Two lysosomotrophic drugs, neutral red and chloroquine, enhance polyinosinic:polycytidylic acid-induced interferon production by a strain of diploid human fibroblasts (FS-4). Treatment of cells with neutral red or chloroquine between 2.5 and 3.5 h after induction increases interferon yields 16- to 64- and 4- to 16-fold, respectively, in the subsequent 20.5 h. The two drugs inhibit the rates of protein degradation and of RNA and protein synthesis. In addition, neutral red is a very potent inhibitor of uridine transport into cells.

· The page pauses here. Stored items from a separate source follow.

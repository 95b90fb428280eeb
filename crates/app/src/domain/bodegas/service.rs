//! Bodegas service.

use std::sync::Arc;

use async_trait::async_trait;
use jiff::{Timestamp, civil::Date};
use mockall::automock;
use tokio::sync::Mutex;
use tracing::{debug, info};

use crate::domain::{
    bodegas::{
        data::BodegaPatch, errors::BodegasServiceError, records::BodegaRecord,
        repository::BodegasRepository,
    },
    contracts::{ContractDocument, render_contract},
    floor_plan::FloorPlan,
};

pub struct DefaultBodegasService {
    repository: Arc<dyn BodegasRepository>,

    /// Writer lock, holding the time of the last committed change.
    last_update: Mutex<Timestamp>,
}

impl DefaultBodegasService {
    #[must_use]
    pub fn new(repository: Arc<dyn BodegasRepository>) -> Self {
        Self {
            repository,
            last_update: Mutex::new(Timestamp::now()),
        }
    }
}

#[async_trait]
impl BodegasService for DefaultBodegasService {
    async fn list_bodegas(&self) -> Result<Vec<BodegaRecord>, BodegasServiceError> {
        Ok(self.repository.list_bodegas().await?)
    }

    async fn get_bodega(&self, id: &str) -> Result<BodegaRecord, BodegasServiceError> {
        Ok(self.repository.get_bodega(id).await?)
    }

    async fn update_bodega(
        &self,
        identifier: &str,
        patch: BodegaPatch,
    ) -> Result<BodegaRecord, BodegasServiceError> {
        let mut last_update = self.last_update.lock().await;

        let current = self.repository.find_bodega(identifier).await?;

        let update = patch.sanitize()?;

        if update.is_empty() {
            debug!(bodega = %current.id, "empty update, record unchanged");

            return Ok(current);
        }

        let fields = update.len();
        let merged = update.apply_to(&current)?;
        let updated = self.repository.replace_bodega(merged).await?;

        *last_update = Timestamp::now();

        info!(bodega = %updated.id, fields, "bodega updated");

        Ok(updated)
    }

    async fn contract_document(
        &self,
        identifier: &str,
        generated_on: Date,
    ) -> Result<ContractDocument, BodegasServiceError> {
        let bodega = self.repository.find_bodega(identifier).await?;

        Ok(render_contract(&bodega, generated_on)?)
    }

    async fn floor_plan(&self) -> Result<FloorPlan, BodegasServiceError> {
        let last_updated_at = *self.last_update.lock().await;
        let bodegas = self.repository.list_bodegas().await?;

        Ok(FloorPlan::new(&bodegas, last_updated_at))
    }
}

#[automock]
#[async_trait]
pub trait BodegasService: Send + Sync {
    /// Every bodega, in seed order.
    async fn list_bodegas(&self) -> Result<Vec<BodegaRecord>, BodegasServiceError>;

    /// Bodega with exactly this internal id.
    async fn get_bodega(&self, id: &str) -> Result<BodegaRecord, BodegasServiceError>;

    /// Validate `patch` and merge it into the bodega matching `identifier`
    /// (id or codigo). An empty patch returns the bodega unchanged.
    async fn update_bodega(
        &self,
        identifier: &str,
        patch: BodegaPatch,
    ) -> Result<BodegaRecord, BodegasServiceError>;

    /// Contract text of the bodega matching `identifier` (id or codigo).
    async fn contract_document(
        &self,
        identifier: &str,
        generated_on: Date,
    ) -> Result<ContractDocument, BodegasServiceError>;

    /// Floor plan projection with the time of the last committed change.
    async fn floor_plan(&self) -> Result<FloorPlan, BodegasServiceError>;
}

#[cfg(test)]
mod tests {
    use std::time::Duration;

    use jiff::civil::date;
    use serde_json::json;
    use testresult::TestResult;

    use crate::{
        domain::{
            bodegas::{
                errors::{BodegasRepositoryError, ValidationError},
                records::EstadoBodega,
                repository::{MemoryBodegasRepository, MockBodegasRepository},
            },
            contracts::ContractsError,
        },
        test::{make_bodega, make_contracted_bodega},
    };

    use super::*;

    fn service(bodegas: Vec<BodegaRecord>) -> DefaultBodegasService {
        DefaultBodegasService::new(Arc::new(MemoryBodegasRepository::new(bodegas)))
    }

    fn patch(payload: serde_json::Value) -> BodegaPatch {
        BodegaPatch::from(payload)
    }

    #[tokio::test]
    async fn update_trims_and_keeps_other_fields() -> TestResult {
        let service = service(vec![make_bodega("A1"), make_bodega("A2")]);

        let updated = service
            .update_bodega("A1", patch(json!({ "nombre": "  Bodega Norte  ", "piso": 3 })))
            .await?;

        let mut expected = make_bodega("A1");
        expected.nombre = "Bodega Norte".to_string();
        expected.piso = 3;

        assert_eq!(updated, expected);
        assert_eq!(service.get_bodega("A1").await?, expected);
        assert_eq!(service.get_bodega("A2").await?, make_bodega("A2"));

        Ok(())
    }

    #[tokio::test]
    async fn update_resolves_codigo() -> TestResult {
        let mut bodega = make_bodega("bodega-1");
        bodega.codigo = "B1".to_string();

        let service = service(vec![bodega]);

        let updated = service
            .update_bodega("B1", patch(json!({ "estado": "OCUPADA" })))
            .await?;

        assert_eq!(updated.id, "bodega-1");
        assert_eq!(updated.estado, EstadoBodega::Ocupada);

        Ok(())
    }

    #[tokio::test]
    async fn get_does_not_resolve_codigo() {
        let mut bodega = make_bodega("bodega-1");
        bodega.codigo = "B1".to_string();

        let result = service(vec![bodega]).get_bodega("B1").await;

        assert!(
            matches!(result, Err(BodegasServiceError::NotFound)),
            "expected NotFound, got {result:?}"
        );
    }

    #[tokio::test]
    async fn unknown_identifier_is_not_found_before_validation() {
        let result = service(vec![make_bodega("A1")])
            .update_bodega("Z9", patch(json!({ "nombre": "" })))
            .await;

        assert!(
            matches!(result, Err(BodegasServiceError::NotFound)),
            "expected NotFound, got {result:?}"
        );
    }

    #[tokio::test]
    async fn invalid_patch_is_never_persisted() -> TestResult {
        let mut repository = MockBodegasRepository::new();

        repository
            .expect_find_bodega()
            .returning(|identifier| Ok(make_bodega(identifier)));

        repository.expect_replace_bodega().never();

        let service = DefaultBodegasService::new(Arc::new(repository));

        let result = service
            .update_bodega("A1", patch(json!({ "metrosCuadrados": 0 })))
            .await;

        assert!(
            matches!(
                result,
                Err(BodegasServiceError::Validation(
                    ValidationError::MetrosCuadrados
                ))
            ),
            "expected metrosCuadrados error, got {result:?}"
        );

        let result = service
            .update_bodega(
                "A1",
                patch(json!({
                    "fechaContratacion": "2024-01-10",
                    "fechaTermino": "2024-01-01",
                })),
            )
            .await;

        assert!(
            matches!(result, Err(BodegasServiceError::EndBeforeStart)),
            "expected EndBeforeStart, got {result:?}"
        );

        Ok(())
    }

    #[tokio::test]
    async fn empty_patch_does_not_write_or_touch_last_update() -> TestResult {
        let mut repository = MockBodegasRepository::new();

        repository
            .expect_find_bodega()
            .returning(|identifier| Ok(make_bodega(identifier)));

        repository
            .expect_list_bodegas()
            .returning(|| Ok(vec![make_bodega("A1")]));

        repository.expect_replace_bodega().never();

        let service = DefaultBodegasService::new(Arc::new(repository));
        let before = service.floor_plan().await?.last_updated_at;

        let updated = service
            .update_bodega("A1", patch(json!({ "desconocido": true })))
            .await?;

        assert_eq!(updated, make_bodega("A1"));
        assert_eq!(service.floor_plan().await?.last_updated_at, before);

        Ok(())
    }

    #[tokio::test]
    async fn committed_update_bumps_last_update() -> TestResult {
        let service = service(vec![make_bodega("A1")]);
        let before = service.floor_plan().await?.last_updated_at;

        tokio::time::sleep(Duration::from_millis(5)).await;

        service
            .update_bodega("A1", patch(json!({ "piso": -2 })))
            .await?;

        assert!(service.floor_plan().await?.last_updated_at > before);

        Ok(())
    }

    #[tokio::test]
    async fn failed_update_keeps_last_update() -> TestResult {
        let service = service(vec![make_contracted_bodega("A1", EstadoBodega::Ocupada)]);
        let before = service.floor_plan().await?.last_updated_at;

        tokio::time::sleep(Duration::from_millis(5)).await;

        let result = service
            .update_bodega("A1", patch(json!({ "fechaTermino": "2024-01-01" })))
            .await;

        assert!(
            matches!(result, Err(BodegasServiceError::EndBeforeStart)),
            "expected EndBeforeStart, got {result:?}"
        );

        let result = service
            .update_bodega("A1", patch(json!({ "tarifaUf": -1 })))
            .await;

        assert!(
            matches!(
                result,
                Err(BodegasServiceError::Validation(ValidationError::TarifaUf))
            ),
            "expected tarifaUf error, got {result:?}"
        );

        assert_eq!(service.floor_plan().await?.last_updated_at, before);
        assert_eq!(
            service.get_bodega("A1").await?,
            make_contracted_bodega("A1", EstadoBodega::Ocupada)
        );

        Ok(())
    }

    #[tokio::test]
    async fn lost_replace_is_not_found() {
        let mut repository = MockBodegasRepository::new();

        repository
            .expect_find_bodega()
            .returning(|identifier| Ok(make_bodega(identifier)));

        repository
            .expect_replace_bodega()
            .once()
            .returning(|_| Err(BodegasRepositoryError::NotFound));

        let service = DefaultBodegasService::new(Arc::new(repository));

        let result = service
            .update_bodega("A1", patch(json!({ "piso": 1 })))
            .await;

        assert!(
            matches!(result, Err(BodegasServiceError::NotFound)),
            "expected NotFound, got {result:?}"
        );
    }

    #[tokio::test(flavor = "multi_thread", worker_threads = 4)]
    async fn concurrent_updates_on_different_fields_all_land() -> TestResult {
        let service = Arc::new(service(vec![make_bodega("A1")]));

        let tasks = [
            json!({ "nombre": "Bodega Sur" }),
            json!({ "piso": 4 }),
            json!({ "observaciones": "Acceso por rampa" }),
            json!({ "tarifaUf": 6.5 }),
            json!({ "estado": "RESERVADA" }),
        ]
        .into_iter()
        .map(|payload| {
            let service = Arc::clone(&service);

            tokio::spawn(async move { service.update_bodega("A1", patch(payload)).await })
        })
        .collect::<Vec<_>>();

        for task in tasks {
            task.await??;
        }

        let bodega = service.get_bodega("A1").await?;

        assert_eq!(bodega.nombre, "Bodega Sur");
        assert_eq!(bodega.piso, 4);
        assert_eq!(bodega.observaciones, "Acceso por rampa");
        assert!((bodega.tarifa_uf - 6.5).abs() < f64::EPSILON);
        assert_eq!(bodega.estado, EstadoBodega::Reservada);

        Ok(())
    }

    #[tokio::test]
    async fn contract_resolves_codigo() -> TestResult {
        let mut bodega = make_contracted_bodega("bodega-4", EstadoBodega::Ocupada);
        bodega.codigo = "B1".to_string();

        let document = service(vec![bodega])
            .contract_document("B1", date(2024, 6, 3))
            .await?;

        assert_eq!(document.bodega_id, "bodega-4");
        assert_eq!(document.generated_on, date(2024, 6, 3));

        Ok(())
    }

    #[tokio::test]
    async fn available_bodega_has_no_contract() {
        let result = service(vec![make_bodega("A1")])
            .contract_document("A1", date(2024, 6, 3))
            .await;

        assert!(
            matches!(
                result,
                Err(BodegasServiceError::Contract(
                    ContractsError::NotContractable(EstadoBodega::Disponible)
                ))
            ),
            "expected NotContractable, got {result:?}"
        );
    }

    #[tokio::test]
    async fn floor_plan_projects_every_bodega() -> TestResult {
        let plan = service(vec![make_bodega("A1"), make_bodega("B1")])
            .floor_plan()
            .await?;

        let identifiers: Vec<&str> = plan
            .units
            .iter()
            .map(|unit| unit.identifier.as_str())
            .collect();

        assert_eq!(identifiers, ["A1", "B1"]);

        Ok(())
    }
}
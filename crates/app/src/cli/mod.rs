use clap::{Parser, Subcommand};

mod contract;
mod seed;

#[derive(Debug, Parser)]
#[command(name = "bodegas-app", about = "Bodegas CLI", long_about = None)]
pub(crate) struct Cli {
    #[command(subcommand)]
    command: Commands,
}

#[derive(Debug, Subcommand)]
enum Commands {
    Seed(seed::SeedCommand),
    Contract(contract::ContractCommand),
}

impl Cli {
    pub(crate) async fn run(self) -> Result<(), String> {
        match self.command {
            Commands::Seed(command) => seed::run(command),
            Commands::Contract(command) => contract::run(command).await,
        }
    }
}
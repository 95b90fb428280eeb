//! Chilean Spanish formatting for contract values.

use jiff::civil::Date;
use rust_decimal::{
    Decimal, RoundingStrategy,
    prelude::{FromPrimitive, ToPrimitive},
};

use crate::dates;

fn month_name(month: i8) -> &'static str {
    match month {
        1 => "enero",
        2 => "febrero",
        3 => "marzo",
        4 => "abril",
        5 => "mayo",
        6 => "junio",
        7 => "julio",
        8 => "agosto",
        9 => "septiembre",
        10 => "octubre",
        11 => "noviembre",
        _ => "diciembre",
    }
}

/// `10 de enero de 2024`
pub(super) fn long_date(date: Date) -> String {
    format!(
        "{} de {} de {}",
        date.day(),
        month_name(date.month()),
        date.year()
    )
}

/// Long date of an ISO string, or the string itself when it does not parse.
pub(super) fn contract_date(value: &str) -> String {
    dates::parse_calendar_date(value).map_or_else(|| value.to_string(), long_date)
}

pub(super) fn meters(value: f64) -> String {
    grouped(value, 0).map_or_else(|| format!("{value}"), |amount| format!("{amount} m²"))
}

pub(super) fn uf(value: f64) -> String {
    grouped(value, 2).map_or_else(|| format!("{value} UF"), |amount| format!("{amount} UF"))
}

/// Positive `value` rounded half away from zero to `decimals` places, written
/// with `.` thousand groups and `,` decimals. `None` for non-positive values
/// and values outside the decimal range.
fn grouped(value: f64, decimals: u32) -> Option<String> {
    if !value.is_finite() || value <= 0.0 {
        return None;
    }

    let scale = 10_u64.checked_pow(decimals)?;

    let units = Decimal::from_f64(value)?
        .round_dp_with_strategy(decimals, RoundingStrategy::MidpointAwayFromZero)
        .checked_mul(Decimal::from(scale))?
        .to_u64()?;

    let whole = (units / scale).to_string();
    let mut out = String::with_capacity(whole.len() + whole.len() / 3 + 4);

    for (index, digit) in whole.chars().enumerate() {
        if index > 0 && (whole.len() - index) % 3 == 0 {
            out.push('.');
        }
        out.push(digit);
    }

    if decimals > 0 {
        let width = usize::try_from(decimals).ok()?;

        out.push_str(&format!(",{:0width$}", units % scale));
    }

    Some(out)
}
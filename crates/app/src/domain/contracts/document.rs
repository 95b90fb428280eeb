//! Contract Document

use jiff::civil::Date;

use crate::domain::{
    bodegas::records::{BodegaRecord, EstadoBodega},
    contracts::{errors::ContractsError, format},
};

pub const ADMINISTRADOR_NOMBRE: &str = "Administración de Bodegas Integrales SpA";
pub const ADMINISTRADOR_RUT: &str = "76.543.210-9";
pub const ADMINISTRADOR_DOMICILIO: &str = "Avenida Nueva Las Condes 1234, Las Condes, Santiago";
const ADMINISTRADOR_REPRESENTANTE: &str =
    "Representada para estos efectos por su Gerencia de Operaciones";

const SIN_OBSERVACIONES: &str = "Sin observaciones adicionales.";

/// Rendered reservation/usage contract for one bodega.
#[derive(Debug, Clone, PartialEq)]
pub struct ContractDocument {
    pub bodega_id: String,
    pub codigo: String,
    pub estado: EstadoBodega,
    pub generated_on: Date,
    pub text: String,
}

/// Render the contract text of a reserved or occupied bodega.
///
/// # Errors
///
/// Returns [`ContractsError::NotContractable`] for any other state.
pub fn render_contract(
    bodega: &BodegaRecord,
    generated_on: Date,
) -> Result<ContractDocument, ContractsError> {
    let estado_texto = match bodega.estado {
        EstadoBodega::Ocupada => "ocupada con contrato vigente en favor del CLIENTE",
        EstadoBodega::Reservada => "reservada exclusivamente a favor del CLIENTE",
        estado @ (EstadoBodega::Disponible | EstadoBodega::PorVencer) => {
            return Err(ContractsError::NotContractable(estado));
        }
    };

    let observaciones = match bodega.observaciones.trim() {
        "" => SIN_OBSERVACIONES,
        observaciones => observaciones,
    };

    let lines = [
        "CONTRATO DE RESERVA Y USO DE BODEGA".to_string(),
        String::new(),
        format!(
            "En {fecha}, {ADMINISTRADOR_NOMBRE}, RUT {ADMINISTRADOR_RUT}, con domicilio en {ADMINISTRADOR_DOMICILIO}, {ADMINISTRADOR_REPRESENTANTE} (en adelante, \"EL ADMINISTRADOR\"), y {nombre}, RUT {rut}, domiciliado para estos efectos en los datos señalados al pie de firma (en adelante, \"EL CLIENTE\"), convienen las siguientes cláusulas:",
            fecha = format::long_date(generated_on),
            nombre = bodega.contratante_nombre,
            rut = bodega.contratante_rut,
        ),
        String::new(),
        "PRIMERO: ANTECEDENTES Y OBJETO".to_string(),
        format!(
            "  1.1. EL ADMINISTRADOR entrega en {estado_texto} la bodega denominada \"{nombre}\" (código interno {codigo}), de una superficie aproximada de {superficie}, ubicada en el piso {piso} del complejo administrado por EL ADMINISTRADOR.",
            nombre = bodega.nombre,
            codigo = bodega.codigo,
            superficie = format::meters(bodega.metros_cuadrados),
            piso = bodega.piso,
        ),
        "  1.2. El objeto del presente instrumento es regular la reserva, uso y explotación temporal de la bodega para fines de almacenamiento de bienes lícitos pertenecientes al CLIENTE.".to_string(),
        String::new(),
        "SEGUNDO: VIGENCIA".to_string(),
        format!(
            "  2.1. El presente contrato tiene una vigencia inicial desde el {inicio} y hasta el {termino}, ambas fechas inclusive.",
            inicio = format::contract_date(&bodega.fecha_contratacion),
            termino = format::contract_date(&bodega.fecha_termino),
        ),
        "  2.2. La renovación automática será evaluada por EL ADMINISTRADOR con una antelación mínima de 30 días, debiendo EL CLIENTE manifestar su interés en continuar antes de dicho plazo.".to_string(),
        String::new(),
        "TERCERO: PRECIO Y CONDICIONES DE PAGO".to_string(),
        format!(
            "  3.1. EL CLIENTE pagará a EL ADMINISTRADOR una renta mensual equivalente a {tarifa}, reajustable en la misma proporción que la variación de la UF.",
            tarifa = format::uf(bodega.tarifa_uf),
        ),
        "  3.2. El pago deberá efectuarse dentro de los primeros cinco (5) días hábiles de cada mes, mediante transferencia electrónica a la cuenta informada por EL ADMINISTRADOR o a través de los medios habilitados en la intranet corporativa.".to_string(),
        String::new(),
        "CUARTO: OBLIGACIONES DEL CLIENTE".to_string(),
        format!(
            "  4.1. Mantener actualizado un contacto telefónico ({telefono}) y un correo electrónico válido ({email}) para efectos de notificaciones.",
            telefono = bodega.contratante_telefono,
            email = bodega.contratante_email,
        ),
        "  4.2. Utilizar la bodega únicamente para almacenar bienes de origen lícito, respetando las normas de seguridad, horarios de acceso y protocolos internos vigentes.".to_string(),
        "  4.3. Contratar y mantener vigentes los seguros necesarios para la protección de sus bienes, liberando a EL ADMINISTRADOR de responsabilidad por pérdidas o daños que no sean consecuencia directa de su dolo o culpa grave.".to_string(),
        String::new(),
        "QUINTO: TERMINACIÓN ANTICIPADA".to_string(),
        "  5.1. Cualquiera de las partes podrá poner término anticipado al presente contrato dando aviso por escrito con al menos quince (15) días corridos de anticipación.".to_string(),
        "  5.2. EL ADMINISTRADOR podrá poner término inmediato en caso de incumplimiento grave de las obligaciones establecidas en este documento o de las políticas internas informadas al CLIENTE.".to_string(),
        String::new(),
        "SEXTO: OBSERVACIONES Y ANEXOS".to_string(),
        format!("  6.1. Observaciones registradas: {observaciones}"),
        "  6.2. Forman parte integrante de esta minuta todos los anexos, reglamentos y actas de entrega que se generen electrónicamente en la intranet.".to_string(),
        String::new(),
        "SÉPTIMO: ACEPTACIÓN".to_string(),
        "  7.1. Las partes declaran haber leído y aceptado íntegramente el contenido de este contrato electrónico, comprometiéndose a firmar la versión física o digital definitiva que sea emitida por EL ADMINISTRADOR.".to_string(),
        String::new(),
        "La presente minuta ha sido generada automáticamente a partir de los registros disponibles y debe revisarse antes de su firma definitiva. Para constancia se firma electrónicamente por las partes.".to_string(),
    ];

    Ok(ContractDocument {
        bodega_id: bodega.id.clone(),
        codigo: bodega.codigo.clone(),
        estado: bodega.estado,
        generated_on,
        text: lines.join("\n"),
    })
}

Normalized dose-effect curves show that interferon superinduction is correlated with the inhibition of macromolecular synthesis, but not with that of protein degradation. Treatment of cells with chloroquine at low concentration (25 mug/ml) for a prolonged period of time (24 h) caused approximately 40% reduction in the rate of protein degradation. The usual rapid shutoff of interferon production and the effectiveness of effectiveness of actinomycin D superinduction are not altered by this treatment. This strongly suggests that inhibition of intralysosomal protein degradation does not significantly contribute to interferon superinduction. Degradation of the rapidly and the slowly turning over proteins was unaffected by actinomycin D under conditions of treatment known to enhance interferon production. Treatment with cycloheximide (5 or 50 mug/ml for 5 h) inhibited the rate of degradation of the rapidly turning over component by 10% and the slow component by 30-40%, which suggests that the two components turn over by distinct cellular mechanisms.